Tiefkühllager

Gilgen erweitert bei Kühlhaus Neuhof

| Redakteur: Bernd Maienschein

Gilgen erweitert das Tiefkühllager der Schweizer Kühlhaus Neuhof AG auf über 13.100 Palettenplätze.
Gilgen erweitert das Tiefkühllager der Schweizer Kühlhaus Neuhof AG auf über 13.100 Palettenplätze. (Bild: Gilgen)

Gilgen Logistics mit Sitz in Oberwangen hat den Auftrag für die Erweiterung des Tiefkühllagers bei Kühlhaus Neuhof in Gossau (beide Schweiz) erhalten. Das auf die Einlagerung von Fleisch, verarbeiteten Kartoffeln, Gemüsehalbfabrikaten und Lebensmitteln aller Art spezialisierte Tiefkühlunternehmen Neuhof hat 2012 einen Neubau mit rund 5780 Palettenstellplätzen in Betrieb genommen. Jetzt wird die Kapazität auf über 13.100 Palettenplätze erhöht.

Im Frühjahr 2017 wurde im schweizerischen Gossau mit dem Neubau zur Verdoppelung der Kapazität begonnen, die planmäßig im Herbst 2018 abgeschlossen sein soll. Dann können den Kunden außer der Lagerung von Lebensmitteln und deren Umschlag auch zusätzliche Dienstleistungen wie das Schockgefrieren und Kommissionieren offeriert werden. Zur Zeit nutzen verschiedene Kunden die Dienstleistung von Neuhof, um ihre Produktionsmengen auszulagern oder als Zwischenlager für Rohstoffe.

Paletten lassen sich hin- und herschieben

Schon 2012, als der Neubau in Betrieb genommen wurde, hatte Gilgen die Palettenfördertechnik und die Andockstationen für die Lkw geliefert – jetzt wurden die Schweizer auch mit der Erweiterung des Tiefkühllagers beauftragt.
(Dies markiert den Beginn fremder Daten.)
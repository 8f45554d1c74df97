use clap::Parser;
use fleetpick::SourceKind;
use fleetpick::core::config::{FleetpickConfig, load_config, resolve};
use fleetpick::tui;
use simplelog::{ConfigBuilder, LevelFilter, WriteLogger};
use std::fs::File;

#[derive(Parser)]
#[command(name = "fleetpick", about = "Searchable, incrementally loaded vehicle selector")]
struct Args {
    /// Page source to query (overrides config and FLEETPICK_SOURCE)
    #[arg(short, long, value_enum)]
    source: Option<SourceKind>,

    /// Rows requested per page
    #[arg(long)]
    page_size: Option<usize>,
}

#[tokio::main]
async fn main() -> std::io::Result<()> {
    let args = Args::parse();
    dotenv::dotenv().ok();

    // Initialize file logger - writes to fleetpick.log in current directory
    let log_config = ConfigBuilder::new()
        .set_time_format_rfc3339()
        .build();

    if let Ok(log_file) = File::create("fleetpick.log") {
        let _ = WriteLogger::init(LevelFilter::Debug, log_config, log_file);
    }

    let config = load_config().unwrap_or_else(|e| {
        log::warn!("{}; using defaults", e);
        FleetpickConfig::default()
    });
    let resolved = resolve(
        &config,
        args.source.map(|s| s.as_str()),
        args.page_size,
    );

    log::info!(
        "Fleetpick starting up with source: {} (page size {})",
        resolved.source,
        resolved.page_size
    );

    tui::run(resolved)
}
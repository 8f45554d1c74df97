use std::fmt;

use async_trait::async_trait;

use super::types::Vehicle;

/// Errors that can occur while fetching a page.
/// Every variant ends up as a fetch failure in the coordinator; none are retried automatically.
#[derive(Debug, Clone, PartialEq)]
pub enum SourceError {
    /// Source misconfigured (missing base URL, bad table name).
    Config(String),
    /// Network-level failure (DNS, connection refused, reset).
    Network(String),
    /// The fetch did not resolve within the configured bound.
    Timeout { secs: u64 },
    /// Backend returned an error response.
    Api { status: u16, message: String },
    /// Response body could not be decoded or broke the page contract.
    Parse(String),
}

impl fmt::Display for SourceError {
    fn fmt(&self, f: &mut fmt::Formatter<'_>) -> fmt::Result {
        match self {
            SourceError::Config(msg) => write!(f, "config error: {msg}"),
            SourceError::Network(msg) => write!(f, "network error: {msg}"),
            SourceError::Timeout { secs } => write!(f, "fetch timed out after {secs}s"),
            SourceError::Api { status, message } => {
                write!(f, "API error (HTTP {status}): {message}")
            }
            SourceError::Parse(msg) => write!(f, "parse error: {msg}"),
        }
    }
}

impl std::error::Error for SourceError {}

/// One page fetch, tagged with the search generation it was issued for.
///
/// `generation` and `page_index` never reach the source; they ride along so the
/// coordinator can tell whether the response still matters when it comes back.
#[derive(Debug, Clone, PartialEq, Eq)]
pub struct PageRequest {
    pub generation: u64,
    pub page_index: usize,
    pub search_term: String,
    pub offset: usize,
    pub limit: usize,
}

#[async_trait]
pub trait PageSource: Send + Sync {
    /// Returns the name of the source.
    fn name(&self) -> &str;

    /// Returns up to `limit` vehicles matching `search_term`, starting at `offset`.
    ///
    /// Ordering must be stable across pages for the same term.
    async fn fetch_page(
        &self,
        search_term: &str,
        offset: usize,
        limit: usize,
    ) -> Result<Vec<Vehicle>, SourceError>;
}
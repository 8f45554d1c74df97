//! # Visibility Trigger
//!
//! The terminal stand-in for an intersection observer. The picker reports,
//! after every draw, how much of the sentinel row is inside the list
//! viewport; the trigger answers whether that observation should request
//! the next page.
//!
//! It fires once per transition from below the threshold to at-or-above it.
//! A sentinel that stays on screen does not fire again until it either
//! leaves the viewport or moves to a new row (a page was appended, which is
//! a fresh element as far as the observer is concerned).

/// Share of a row span that lies inside the viewport, in `0.0..=1.0`.
///
/// `row` / `row_height` describe the observed element, `offset` / `height`
/// the visible window, all in list rows.
pub fn visible_fraction(row: usize, row_height: usize, offset: usize, height: usize) -> f32 {
    if row_height == 0 {
        return 0.0;
    }
    let start = row.max(offset);
    let end = (row + row_height).min(offset + height);
    if end <= start {
        return 0.0;
    }
    (end - start) as f32 / row_height as f32
}

#[derive(Debug, Clone)]
pub struct VisibilityTrigger {
    threshold: f32,
    target: Option<usize>,
    was_visible: bool,
}

impl VisibilityTrigger {
    pub fn new(threshold: f32) -> Self {
        Self {
            threshold: threshold.clamp(f32::EPSILON, 1.0),
            target: None,
            was_visible: false,
        }
    }

    /// Records one observation of the sentinel at row `target`.
    /// Returns true when the next page should be requested.
    pub fn observe(&mut self, target: usize, fraction: f32) -> bool {
        if self.target != Some(target) {
            self.target = Some(target);
            self.was_visible = false;
        }
        let visible = fraction >= self.threshold;
        let fire = visible && !self.was_visible;
        self.was_visible = visible;
        fire
    }

    /// Forgets the last observation, e.g. after the list was reset.
    pub fn reset(&mut self) {
        self.target = None;
        self.was_visible = false;
    }
}

#[cfg(test)]
mod tests {
    use super::*;

    #[test]
    fn test_visible_fraction() {
        // Fully inside.
        assert_eq!(visible_fraction(3, 1, 0, 10), 1.0);
        // Just below the viewport.
        assert_eq!(visible_fraction(10, 1, 0, 10), 0.0);
        // Above the viewport.
        assert_eq!(visible_fraction(2, 1, 5, 10), 0.0);
        // Half of a two-row element.
        assert_eq!(visible_fraction(9, 2, 0, 10), 0.5);
        assert_eq!(visible_fraction(0, 0, 0, 10), 0.0);
    }

    #[test]
    fn test_fires_once_while_continuously_visible() {
        let mut trigger = VisibilityTrigger::new(1.0);
        assert!(trigger.observe(5, 1.0));
        assert!(!trigger.observe(5, 1.0));
        assert!(!trigger.observe(5, 1.0));
    }

    #[test]
    fn test_rearms_after_leaving_viewport() {
        let mut trigger = VisibilityTrigger::new(1.0);
        assert!(!trigger.observe(5, 0.0));
        assert!(trigger.observe(5, 1.0));
        assert!(!trigger.observe(5, 0.5));
        assert!(trigger.observe(5, 1.0));
    }

    #[test]
    fn test_moved_sentinel_is_a_new_target() {
        let mut trigger = VisibilityTrigger::new(1.0);
        assert!(trigger.observe(5, 1.0));
        assert!(trigger.observe(10, 1.0));
    }

    #[test]
    fn test_partial_threshold() {
        let mut trigger = VisibilityTrigger::new(0.5);
        assert!(!trigger.observe(9, 0.25));
        assert!(trigger.observe(9, 0.5));
    }

    #[test]
    fn test_reset_rearms() {
        let mut trigger = VisibilityTrigger::new(1.0);
        assert!(trigger.observe(5, 1.0));
        trigger.reset();
        assert!(trigger.observe(5, 1.0));
    }

    #[test]
    fn test_threshold_is_clamped() {
        assert_eq!(VisibilityTrigger::new(4.0).threshold, 1.0);
        assert!(VisibilityTrigger::new(0.0).threshold > 0.0);
    }
}
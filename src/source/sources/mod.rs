pub mod memory;
pub mod rest;

pub use memory::MemoryPageSource;
pub use rest::RestPageSource;
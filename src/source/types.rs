use serde::{Deserialize, Serialize};

/// An inspection vehicle as exposed by the `cars` table.
///
/// Identity is `id_unico`; nothing else is unique within a loaded set.
#[derive(Serialize, Deserialize, Debug, Clone, PartialEq, Eq)]
pub struct Vehicle {
    pub id_unico: String,
    pub name: String,
    pub model: String,
    pub license_plate: String,
}

impl Vehicle {
    pub fn new(
        id_unico: impl Into<String>,
        name: impl Into<String>,
        model: impl Into<String>,
        license_plate: impl Into<String>,
    ) -> Self {
        Self {
            id_unico: id_unico.into(),
            name: name.into(),
            model: model.into(),
            license_plate: license_plate.into(),
        }
    }

    /// Primary display text, e.g. "Inspection Vehicle 1 Toyota Hilux".
    pub fn label(&self) -> String {
        format!("{} {}", self.name, self.model)
    }

    pub fn secondary_label(&self) -> &str {
        &self.license_plate
    }

    /// Case-insensitive substring match across every display field.
    pub fn matches(&self, needle: &str) -> bool {
        let needle = needle.to_lowercase();
        [
            &self.id_unico,
            &self.name,
            &self.model,
            &self.license_plate,
        ]
        .iter()
        .any(|field| field.to_lowercase().contains(&needle))
    }
}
In zwei weiteren Lagergassen verrichten ein doppeltief arbeitendes Regalbediengerät und ein mit einem Kanalfahrzeug mehrfachtief arbeitendes Regalbediengerät ihren Dienst.

Gelagert wird bei -28 °C, die Fördertechnik für die Paletten wird in diesem Bereich und teilweise sogar im Schockfrostbereich (-38 °C) ihren Dienst verrichten. Für die neue Logistikanlage liefert Gilgen außerdem Steuerung, LVS und Materialflussrechner. Weil außer der Erweiterung des Hochregallagers auch die Technik im Bestandsgebäude modernisiert wird, können die Paletten künftig zwischen dem bestehenden HRL und dem Neubau hin- und hergeschoben werden. Dabei wird die neue Photovoltaikanlage einen großen Teil der im TK-Lager benötigten Energie liefern, heißt es.